Situating ZĀĀR in its context as a part of a long-term research project and within its original cosmological landscape

The Iranian-Austrian choreographer Ulduz Ahmadzadeh, as a researcher, draws on rare documentation and, as a dancer, on her own embodied memories of dancing marginalized and mostly forbidden indigenous dances from the Persian plateau. For this piece, she travels south, from the Persian Gulf to the African continent, to encounter healing rituals called ZĀĀR. According to the local communities, spirits in the form of the wind possess people by entering their bodies through their mouths and noses, and only a prolonged collective dance to the sound of relentlessly repeated drumming can make them speak and reveal their wishes so that the possessed may find peace.
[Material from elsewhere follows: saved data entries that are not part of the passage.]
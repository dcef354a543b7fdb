//! Core data model: drive definitions, volume readings and snapshots

use serde::{Deserialize, Serialize};

/// Bytes per gigabyte (binary, 2^30)
pub const BYTES_PER_GB: f64 = 1_073_741_824.0;

/// Maps a filesystem path prefix to the name shown in reports
#[derive(Debug, Clone, PartialEq, Eq, Serialize, Deserialize)]
pub struct DriveConfig {
    /// Path prefix matched against the paths the API reports
    pub path: String,
    /// Display alias used as the reading label
    pub alias: String,
}

impl DriveConfig {
    pub fn new(path: impl Into<String>, alias: impl Into<String>) -> Self {
        Self {
            path: path.into(),
            alias: alias.into(),
        }
    }

    /// Whether a reported volume path falls under this drive
    pub fn matches(&self, volume_path: &str) -> bool {
        volume_path.starts_with(&self.path)
    }
}

/// One monitored volume's derived state at a point in time
///
/// All three figures are held rounded to two decimal places and are
/// persisted as two-decimal strings.
#[derive(Debug, Clone, PartialEq, Serialize, Deserialize)]
pub struct VolumeReading {
    pub label: String,
    #[serde(rename = "freeSpaceGB", with = "two_places")]
    pub free_space_gb: f64,
    #[serde(rename = "totalSpaceGB", with = "two_places")]
    pub total_space_gb: f64,
    #[serde(rename = "remainingPercent", with = "two_places")]
    pub remaining_percent: f64,
}

impl VolumeReading {
    /// Derive a reading from raw byte counts
    ///
    /// A zero total yields a remaining percentage of 0.
    pub fn from_bytes(label: impl Into<String>, free_bytes: i64, total_bytes: i64) -> Self {
        let free_space_gb = round2(free_bytes as f64 / BYTES_PER_GB);
        let total_space_gb = round2(total_bytes as f64 / BYTES_PER_GB);
        let remaining_percent = if total_bytes == 0 {
            0.0
        } else {
            round2(free_bytes as f64 / total_bytes as f64 * 100.0)
        };

        Self {
            label: label.into(),
            free_space_gb,
            total_space_gb,
            remaining_percent,
        }
    }

    /// Free space in hundredths of a GB
    pub fn free_hundredths(&self) -> i64 {
        hundredths(self.free_space_gb)
    }
}

/// Persisted state for one timeline
#[derive(Debug, Clone, Default, PartialEq)]
pub struct Snapshot {
    /// Whether this timeline has ever delivered a notification
    pub has_sent_initial: bool,
    /// Most recent fetch result, in API order
    pub readings: Vec<VolumeReading>,
}

/// Round to two decimal places
pub fn round2(value: f64) -> f64 {
    (value * 100.0).round() / 100.0
}

/// Convert a two-decimal value to integer hundredths
pub fn hundredths(value: f64) -> i64 {
    (value * 100.0).round() as i64
}

/// Serde adapter: write `f64` as a two-decimal string, accept a string or
/// a number on the way in
mod two_places {
    use serde::{de, Deserialize, Deserializer, Serializer};

    use super::round2;

    pub fn serialize<S: Serializer>(value: &f64, serializer: S) -> Result<S::Ok, S::Error> {
        serializer.serialize_str(&format!("{:.2}", value))
    }

    #[derive(Deserialize)]
    #[serde(untagged)]
    enum Raw {
        Text(String),
        Number(f64),
    }

    pub fn deserialize<'de, D: Deserializer<'de>>(deserializer: D) -> Result<f64, D::Error> {
        let value = match Raw::deserialize(deserializer)? {
            Raw::Number(n) => n,
            Raw::Text(s) => s
                .trim()
                .parse::<f64>()
                .map_err(|e| de::Error::custom(format!("invalid number {:?}: {}", s, e)))?,
        };
        if !value.is_finite() {
            return Err(de::Error::custom("number must be finite"));
        }
        Ok(round2(value))
    }
}
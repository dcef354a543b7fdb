//! Notification delivery seam

use async_trait::async_trait;
use discord_notify::DiscordClient;

use crate::config::DiscordTarget;
use crate::error::NotifyResult;

/// Something that can deliver a rendered report
#[async_trait]
pub trait Notifier: Send + Sync {
    /// Get the name of this notifier
    fn name(&self) -> &str;

    /// Deliver `text`, succeeding only once the destination accepted it
    async fn deliver(&self, text: &str) -> NotifyResult<()>;
}

#[async_trait]
impl Notifier for DiscordClient {
    fn name(&self) -> &str {
        "discord"
    }

    async fn deliver(&self, text: &str) -> NotifyResult<()> {
        self.send(text).await
    }
}

/// Build the Discord client for a resolved target
pub fn discord_client(target: &DiscordTarget, username: &str) -> NotifyResult<DiscordClient> {
    match target {
        DiscordTarget::Webhook { url } => {
            Ok(DiscordClient::webhook(url.clone())?.with_username(username))
        }
        DiscordTarget::Bot { token, channel_id } => {
            DiscordClient::bot(token.clone(), channel_id.clone())
        }
    }
}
Ulduz Ahmadzadeh’s dramaturgical engagement with these stories and oral dance histories, fusing them with various dance materials from the South and West Asian traditions as well as with contemporary dance elements, offers a staged contemporary dance performance that intentionally challenges the Western modern aesthetics we are so often exposed to in Central Europe. Audiences familiar with ATASH عطش’s previous pieces can indeed trace the common dance language and musical rhythmic patterns that weave them together.

 

A feminist choreographer with decolonial intentions
Often the leaders of the ritual are women and called Māmā Zār.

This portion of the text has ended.